◆ WHAT YOU WILL DO ◆
Below are entries; tally how many lines hold the string "Duration" and answer with only that figure.

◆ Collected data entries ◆
# # # #
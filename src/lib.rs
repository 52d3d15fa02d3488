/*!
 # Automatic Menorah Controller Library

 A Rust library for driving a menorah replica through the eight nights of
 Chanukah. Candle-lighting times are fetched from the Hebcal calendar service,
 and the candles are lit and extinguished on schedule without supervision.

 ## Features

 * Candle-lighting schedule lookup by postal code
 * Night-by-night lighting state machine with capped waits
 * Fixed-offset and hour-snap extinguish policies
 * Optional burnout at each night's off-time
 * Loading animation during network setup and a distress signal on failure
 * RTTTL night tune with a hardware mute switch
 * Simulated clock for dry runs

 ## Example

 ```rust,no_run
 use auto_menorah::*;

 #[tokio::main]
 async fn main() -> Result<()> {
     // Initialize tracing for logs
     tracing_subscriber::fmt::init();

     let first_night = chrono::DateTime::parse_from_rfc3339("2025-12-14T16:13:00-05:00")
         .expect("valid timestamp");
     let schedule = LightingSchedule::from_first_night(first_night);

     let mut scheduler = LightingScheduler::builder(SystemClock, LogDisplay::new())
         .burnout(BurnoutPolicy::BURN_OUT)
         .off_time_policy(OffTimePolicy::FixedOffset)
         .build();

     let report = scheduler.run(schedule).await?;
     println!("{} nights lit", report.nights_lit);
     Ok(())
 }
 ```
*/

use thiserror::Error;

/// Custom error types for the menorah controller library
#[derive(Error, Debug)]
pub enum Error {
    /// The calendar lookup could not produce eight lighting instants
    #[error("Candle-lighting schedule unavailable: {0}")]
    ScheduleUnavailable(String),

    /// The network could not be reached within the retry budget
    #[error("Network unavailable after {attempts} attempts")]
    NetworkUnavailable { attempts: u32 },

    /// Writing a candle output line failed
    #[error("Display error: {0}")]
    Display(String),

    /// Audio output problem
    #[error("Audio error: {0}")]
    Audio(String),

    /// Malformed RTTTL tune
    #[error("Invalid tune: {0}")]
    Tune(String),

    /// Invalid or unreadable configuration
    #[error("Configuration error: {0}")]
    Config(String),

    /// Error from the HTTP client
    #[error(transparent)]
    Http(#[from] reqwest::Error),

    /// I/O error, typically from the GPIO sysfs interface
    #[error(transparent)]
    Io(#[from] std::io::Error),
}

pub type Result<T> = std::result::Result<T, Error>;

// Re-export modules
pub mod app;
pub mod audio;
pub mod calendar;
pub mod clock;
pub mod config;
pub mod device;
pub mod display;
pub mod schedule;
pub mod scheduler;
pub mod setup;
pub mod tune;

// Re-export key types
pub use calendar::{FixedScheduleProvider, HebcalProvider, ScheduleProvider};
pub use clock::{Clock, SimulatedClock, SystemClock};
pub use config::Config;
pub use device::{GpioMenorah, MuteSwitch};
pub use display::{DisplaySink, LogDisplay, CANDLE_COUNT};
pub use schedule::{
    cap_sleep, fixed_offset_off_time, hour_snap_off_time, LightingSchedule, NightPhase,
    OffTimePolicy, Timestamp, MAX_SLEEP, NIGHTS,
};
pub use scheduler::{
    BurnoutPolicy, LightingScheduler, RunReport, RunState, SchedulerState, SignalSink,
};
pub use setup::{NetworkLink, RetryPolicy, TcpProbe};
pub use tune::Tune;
# # # #
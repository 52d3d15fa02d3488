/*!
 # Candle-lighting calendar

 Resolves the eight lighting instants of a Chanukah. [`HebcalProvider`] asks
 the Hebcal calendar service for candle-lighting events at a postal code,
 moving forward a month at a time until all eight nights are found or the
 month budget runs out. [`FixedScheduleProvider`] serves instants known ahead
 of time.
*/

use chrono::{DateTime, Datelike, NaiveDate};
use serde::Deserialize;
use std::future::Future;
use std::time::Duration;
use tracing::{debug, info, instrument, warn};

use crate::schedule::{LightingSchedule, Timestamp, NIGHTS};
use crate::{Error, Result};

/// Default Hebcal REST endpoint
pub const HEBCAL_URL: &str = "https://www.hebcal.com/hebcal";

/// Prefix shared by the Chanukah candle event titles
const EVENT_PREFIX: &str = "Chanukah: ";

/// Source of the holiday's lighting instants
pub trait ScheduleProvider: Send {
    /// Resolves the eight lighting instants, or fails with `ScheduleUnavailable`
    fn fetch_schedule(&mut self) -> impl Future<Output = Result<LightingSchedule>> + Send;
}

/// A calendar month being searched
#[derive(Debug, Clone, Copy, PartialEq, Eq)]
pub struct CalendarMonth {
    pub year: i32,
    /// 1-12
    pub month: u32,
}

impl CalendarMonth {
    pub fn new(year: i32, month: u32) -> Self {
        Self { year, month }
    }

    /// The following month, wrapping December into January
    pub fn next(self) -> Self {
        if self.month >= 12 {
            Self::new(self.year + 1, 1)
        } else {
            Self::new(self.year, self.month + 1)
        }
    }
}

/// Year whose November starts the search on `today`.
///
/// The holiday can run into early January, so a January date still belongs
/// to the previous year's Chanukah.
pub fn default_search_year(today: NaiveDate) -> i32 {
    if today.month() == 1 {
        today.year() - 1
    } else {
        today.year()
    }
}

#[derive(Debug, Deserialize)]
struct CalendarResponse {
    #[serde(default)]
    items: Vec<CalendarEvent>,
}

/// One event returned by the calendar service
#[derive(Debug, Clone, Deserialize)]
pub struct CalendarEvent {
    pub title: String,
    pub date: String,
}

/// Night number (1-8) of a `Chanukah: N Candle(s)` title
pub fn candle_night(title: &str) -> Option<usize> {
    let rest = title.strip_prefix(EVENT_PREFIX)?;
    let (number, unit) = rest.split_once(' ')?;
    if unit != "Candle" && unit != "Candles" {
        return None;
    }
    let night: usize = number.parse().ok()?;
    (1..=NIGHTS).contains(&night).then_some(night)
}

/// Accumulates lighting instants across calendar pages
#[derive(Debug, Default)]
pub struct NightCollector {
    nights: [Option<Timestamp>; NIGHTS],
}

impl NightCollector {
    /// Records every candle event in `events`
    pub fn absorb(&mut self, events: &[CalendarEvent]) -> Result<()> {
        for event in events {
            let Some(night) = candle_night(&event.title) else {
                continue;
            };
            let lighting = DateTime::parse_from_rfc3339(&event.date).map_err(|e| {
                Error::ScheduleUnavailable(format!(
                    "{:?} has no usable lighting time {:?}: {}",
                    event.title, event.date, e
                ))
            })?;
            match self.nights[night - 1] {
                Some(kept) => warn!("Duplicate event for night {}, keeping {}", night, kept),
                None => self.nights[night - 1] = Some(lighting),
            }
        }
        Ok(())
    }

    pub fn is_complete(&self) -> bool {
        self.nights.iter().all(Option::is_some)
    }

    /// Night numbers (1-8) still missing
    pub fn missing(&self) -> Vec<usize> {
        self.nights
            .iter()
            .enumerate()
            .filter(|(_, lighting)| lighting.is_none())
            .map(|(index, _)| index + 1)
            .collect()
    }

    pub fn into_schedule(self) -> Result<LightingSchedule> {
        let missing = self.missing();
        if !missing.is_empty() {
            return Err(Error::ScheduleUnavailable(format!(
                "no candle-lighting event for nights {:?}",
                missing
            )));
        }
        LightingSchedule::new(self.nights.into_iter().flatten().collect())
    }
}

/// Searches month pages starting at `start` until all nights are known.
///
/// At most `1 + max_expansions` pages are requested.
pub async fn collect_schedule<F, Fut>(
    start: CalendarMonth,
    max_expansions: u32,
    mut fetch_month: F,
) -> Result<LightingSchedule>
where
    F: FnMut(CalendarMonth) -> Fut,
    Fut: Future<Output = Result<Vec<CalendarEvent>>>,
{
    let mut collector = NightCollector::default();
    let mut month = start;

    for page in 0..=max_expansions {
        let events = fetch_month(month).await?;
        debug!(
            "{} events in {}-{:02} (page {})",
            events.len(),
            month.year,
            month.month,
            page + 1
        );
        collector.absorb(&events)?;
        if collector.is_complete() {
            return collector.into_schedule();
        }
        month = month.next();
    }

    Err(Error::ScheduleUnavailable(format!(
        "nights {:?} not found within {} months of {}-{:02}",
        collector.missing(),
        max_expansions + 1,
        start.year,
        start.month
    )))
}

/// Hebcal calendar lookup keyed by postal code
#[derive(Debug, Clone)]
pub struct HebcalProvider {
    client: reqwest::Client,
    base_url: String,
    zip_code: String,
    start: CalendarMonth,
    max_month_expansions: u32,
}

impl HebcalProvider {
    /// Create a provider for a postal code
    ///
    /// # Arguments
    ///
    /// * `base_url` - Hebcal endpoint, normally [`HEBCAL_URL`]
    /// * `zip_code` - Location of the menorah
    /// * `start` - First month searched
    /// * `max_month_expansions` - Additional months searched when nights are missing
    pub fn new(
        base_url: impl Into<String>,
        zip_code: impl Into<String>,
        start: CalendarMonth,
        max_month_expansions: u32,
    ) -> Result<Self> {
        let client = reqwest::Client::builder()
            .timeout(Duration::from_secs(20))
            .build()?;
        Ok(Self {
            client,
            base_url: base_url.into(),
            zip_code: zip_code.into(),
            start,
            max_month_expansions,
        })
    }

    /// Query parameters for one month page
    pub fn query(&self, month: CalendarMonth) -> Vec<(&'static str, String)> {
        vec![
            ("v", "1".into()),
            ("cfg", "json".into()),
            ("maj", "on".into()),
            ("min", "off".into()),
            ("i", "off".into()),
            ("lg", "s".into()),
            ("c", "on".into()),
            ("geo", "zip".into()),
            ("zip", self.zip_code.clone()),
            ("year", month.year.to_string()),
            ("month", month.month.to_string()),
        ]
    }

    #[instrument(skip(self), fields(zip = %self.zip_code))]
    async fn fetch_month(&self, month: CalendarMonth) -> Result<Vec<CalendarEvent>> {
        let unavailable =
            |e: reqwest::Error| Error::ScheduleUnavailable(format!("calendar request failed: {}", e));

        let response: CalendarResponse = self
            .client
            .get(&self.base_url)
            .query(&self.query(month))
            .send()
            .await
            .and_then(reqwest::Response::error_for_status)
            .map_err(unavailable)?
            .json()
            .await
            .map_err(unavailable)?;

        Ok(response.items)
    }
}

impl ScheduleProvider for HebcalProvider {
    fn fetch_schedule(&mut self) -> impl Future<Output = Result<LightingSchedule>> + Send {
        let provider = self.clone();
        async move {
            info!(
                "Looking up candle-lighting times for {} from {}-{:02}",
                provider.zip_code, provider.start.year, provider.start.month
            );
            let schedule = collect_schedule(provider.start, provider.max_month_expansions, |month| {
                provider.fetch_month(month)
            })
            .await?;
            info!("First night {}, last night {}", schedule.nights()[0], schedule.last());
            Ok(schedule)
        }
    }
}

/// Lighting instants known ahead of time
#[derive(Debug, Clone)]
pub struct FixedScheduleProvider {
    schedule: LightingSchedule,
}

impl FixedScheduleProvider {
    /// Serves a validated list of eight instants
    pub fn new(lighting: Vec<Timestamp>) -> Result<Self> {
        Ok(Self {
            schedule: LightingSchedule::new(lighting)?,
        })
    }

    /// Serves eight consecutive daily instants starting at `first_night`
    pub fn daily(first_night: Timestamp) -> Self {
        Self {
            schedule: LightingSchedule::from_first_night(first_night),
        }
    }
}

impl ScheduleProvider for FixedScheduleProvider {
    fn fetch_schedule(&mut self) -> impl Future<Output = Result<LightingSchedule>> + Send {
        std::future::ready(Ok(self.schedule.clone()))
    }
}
# # # #
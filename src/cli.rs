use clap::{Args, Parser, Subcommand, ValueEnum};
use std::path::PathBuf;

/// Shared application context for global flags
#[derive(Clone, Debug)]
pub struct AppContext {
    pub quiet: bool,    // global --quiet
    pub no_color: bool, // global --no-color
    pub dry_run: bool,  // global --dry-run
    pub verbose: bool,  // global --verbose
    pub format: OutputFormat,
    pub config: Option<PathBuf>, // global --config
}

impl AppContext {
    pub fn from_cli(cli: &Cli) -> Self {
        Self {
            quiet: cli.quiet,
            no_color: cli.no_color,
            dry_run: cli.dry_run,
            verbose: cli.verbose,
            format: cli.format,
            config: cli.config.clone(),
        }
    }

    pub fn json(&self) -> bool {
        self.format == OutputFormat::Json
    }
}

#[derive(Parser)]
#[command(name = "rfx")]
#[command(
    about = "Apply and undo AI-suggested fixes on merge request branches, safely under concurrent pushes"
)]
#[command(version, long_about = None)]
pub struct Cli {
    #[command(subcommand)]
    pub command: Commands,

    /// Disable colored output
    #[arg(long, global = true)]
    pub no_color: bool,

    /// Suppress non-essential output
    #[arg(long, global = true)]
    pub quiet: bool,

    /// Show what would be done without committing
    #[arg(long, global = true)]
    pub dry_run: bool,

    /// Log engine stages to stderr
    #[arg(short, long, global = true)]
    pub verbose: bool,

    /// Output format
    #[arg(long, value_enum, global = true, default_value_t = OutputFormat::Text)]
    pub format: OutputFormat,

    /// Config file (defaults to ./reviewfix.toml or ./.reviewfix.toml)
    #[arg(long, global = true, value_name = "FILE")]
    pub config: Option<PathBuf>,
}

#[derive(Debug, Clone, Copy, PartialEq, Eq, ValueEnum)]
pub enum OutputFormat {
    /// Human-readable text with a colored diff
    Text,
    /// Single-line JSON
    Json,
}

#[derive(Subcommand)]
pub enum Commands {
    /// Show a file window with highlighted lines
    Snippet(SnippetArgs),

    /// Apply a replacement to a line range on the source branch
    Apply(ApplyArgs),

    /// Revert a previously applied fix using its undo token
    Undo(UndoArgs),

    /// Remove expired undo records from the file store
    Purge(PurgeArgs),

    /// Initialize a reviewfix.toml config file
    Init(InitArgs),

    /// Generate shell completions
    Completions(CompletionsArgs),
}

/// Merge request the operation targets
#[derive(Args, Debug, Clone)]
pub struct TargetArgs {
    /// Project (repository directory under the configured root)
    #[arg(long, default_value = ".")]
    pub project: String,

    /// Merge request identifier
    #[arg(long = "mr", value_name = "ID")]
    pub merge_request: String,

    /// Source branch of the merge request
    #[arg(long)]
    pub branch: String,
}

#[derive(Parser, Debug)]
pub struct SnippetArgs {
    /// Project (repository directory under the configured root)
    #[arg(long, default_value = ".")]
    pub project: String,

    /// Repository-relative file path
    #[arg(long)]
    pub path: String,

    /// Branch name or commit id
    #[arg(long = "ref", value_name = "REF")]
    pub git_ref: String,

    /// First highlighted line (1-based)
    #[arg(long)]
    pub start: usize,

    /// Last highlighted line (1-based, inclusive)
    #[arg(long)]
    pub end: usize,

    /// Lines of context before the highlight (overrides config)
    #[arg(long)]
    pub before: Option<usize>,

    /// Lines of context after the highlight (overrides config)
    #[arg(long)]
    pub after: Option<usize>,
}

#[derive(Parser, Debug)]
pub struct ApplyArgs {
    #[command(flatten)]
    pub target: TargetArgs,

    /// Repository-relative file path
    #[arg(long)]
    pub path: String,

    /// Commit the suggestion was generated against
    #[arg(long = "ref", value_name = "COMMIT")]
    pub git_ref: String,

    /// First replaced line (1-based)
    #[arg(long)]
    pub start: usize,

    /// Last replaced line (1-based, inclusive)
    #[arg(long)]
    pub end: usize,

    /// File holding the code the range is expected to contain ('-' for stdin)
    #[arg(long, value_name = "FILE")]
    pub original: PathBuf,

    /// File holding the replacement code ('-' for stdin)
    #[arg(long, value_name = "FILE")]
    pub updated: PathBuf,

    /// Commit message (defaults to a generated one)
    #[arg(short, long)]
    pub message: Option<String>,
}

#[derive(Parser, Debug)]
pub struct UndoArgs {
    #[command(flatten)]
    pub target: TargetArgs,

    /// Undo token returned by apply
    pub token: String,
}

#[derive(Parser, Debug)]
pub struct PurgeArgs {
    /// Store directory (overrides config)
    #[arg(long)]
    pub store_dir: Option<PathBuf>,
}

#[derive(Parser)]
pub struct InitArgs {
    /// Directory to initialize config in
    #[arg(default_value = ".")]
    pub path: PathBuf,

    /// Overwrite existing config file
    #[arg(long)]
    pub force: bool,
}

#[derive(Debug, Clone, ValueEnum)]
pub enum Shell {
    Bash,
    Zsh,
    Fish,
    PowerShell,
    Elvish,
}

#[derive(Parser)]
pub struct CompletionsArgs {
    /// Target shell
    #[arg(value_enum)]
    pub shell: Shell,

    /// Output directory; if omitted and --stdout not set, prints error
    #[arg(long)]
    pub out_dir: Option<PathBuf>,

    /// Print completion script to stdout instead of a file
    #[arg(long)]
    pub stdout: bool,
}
# # # #
◆ YOUR SOLUTION ◆
2